## Problem to work on
A verbatim reproduction of the lines below, from the line containing "- Direct use" through the line containing "compact/JSON formatting are", both ends included, is the whole required output.

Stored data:
== Segment start ==

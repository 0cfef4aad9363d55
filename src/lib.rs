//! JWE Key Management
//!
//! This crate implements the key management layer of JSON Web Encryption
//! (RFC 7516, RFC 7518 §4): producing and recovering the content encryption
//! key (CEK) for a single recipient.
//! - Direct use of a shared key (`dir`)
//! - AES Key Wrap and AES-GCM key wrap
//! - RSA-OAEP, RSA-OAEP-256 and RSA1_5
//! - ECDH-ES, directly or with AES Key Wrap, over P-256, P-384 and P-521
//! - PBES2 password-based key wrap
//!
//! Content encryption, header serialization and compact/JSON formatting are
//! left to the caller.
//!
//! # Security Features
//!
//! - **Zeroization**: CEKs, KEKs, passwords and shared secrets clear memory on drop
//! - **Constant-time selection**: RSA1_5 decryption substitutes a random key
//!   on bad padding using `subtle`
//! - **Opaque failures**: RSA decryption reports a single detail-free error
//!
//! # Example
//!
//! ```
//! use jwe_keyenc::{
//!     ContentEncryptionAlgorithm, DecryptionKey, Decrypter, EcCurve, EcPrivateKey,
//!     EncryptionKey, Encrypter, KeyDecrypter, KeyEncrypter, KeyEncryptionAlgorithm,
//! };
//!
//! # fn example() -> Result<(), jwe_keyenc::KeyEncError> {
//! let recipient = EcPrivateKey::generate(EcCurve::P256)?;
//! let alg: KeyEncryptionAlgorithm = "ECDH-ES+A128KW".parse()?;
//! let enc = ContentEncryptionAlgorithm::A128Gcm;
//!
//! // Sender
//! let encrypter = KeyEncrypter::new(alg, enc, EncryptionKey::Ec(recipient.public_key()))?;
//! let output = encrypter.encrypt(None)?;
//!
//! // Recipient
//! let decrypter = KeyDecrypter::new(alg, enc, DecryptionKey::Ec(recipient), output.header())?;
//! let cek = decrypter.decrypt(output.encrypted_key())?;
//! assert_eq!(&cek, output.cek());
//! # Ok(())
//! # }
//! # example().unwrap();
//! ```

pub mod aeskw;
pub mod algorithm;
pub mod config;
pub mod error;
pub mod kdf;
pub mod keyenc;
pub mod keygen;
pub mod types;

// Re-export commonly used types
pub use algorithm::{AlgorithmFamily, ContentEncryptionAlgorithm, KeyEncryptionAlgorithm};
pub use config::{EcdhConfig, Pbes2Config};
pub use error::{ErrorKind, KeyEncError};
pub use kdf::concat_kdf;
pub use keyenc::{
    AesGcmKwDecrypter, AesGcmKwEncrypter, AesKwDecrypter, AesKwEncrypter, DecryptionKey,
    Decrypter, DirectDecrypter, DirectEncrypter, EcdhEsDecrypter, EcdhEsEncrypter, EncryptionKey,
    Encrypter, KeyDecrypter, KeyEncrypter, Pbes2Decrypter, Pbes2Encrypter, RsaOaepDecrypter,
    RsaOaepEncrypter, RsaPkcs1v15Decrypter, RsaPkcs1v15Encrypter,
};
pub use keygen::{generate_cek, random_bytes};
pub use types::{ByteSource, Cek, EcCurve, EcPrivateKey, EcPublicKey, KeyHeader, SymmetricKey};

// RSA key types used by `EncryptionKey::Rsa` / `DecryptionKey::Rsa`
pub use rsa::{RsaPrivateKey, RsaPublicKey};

== Segment end ==

## Written solution
//! - Direct use of a shared key (`dir`)
//! - AES Key Wrap and AES-GCM key wrap
//! - RSA-OAEP, RSA-OAEP-256 and RSA1_5
//! - ECDH-ES, directly or with AES Key Wrap, over P-256, P-384 and P-521
//! - PBES2 password-based key wrap
//!
//! Content encryption, header serialization and compact/JSON formatting are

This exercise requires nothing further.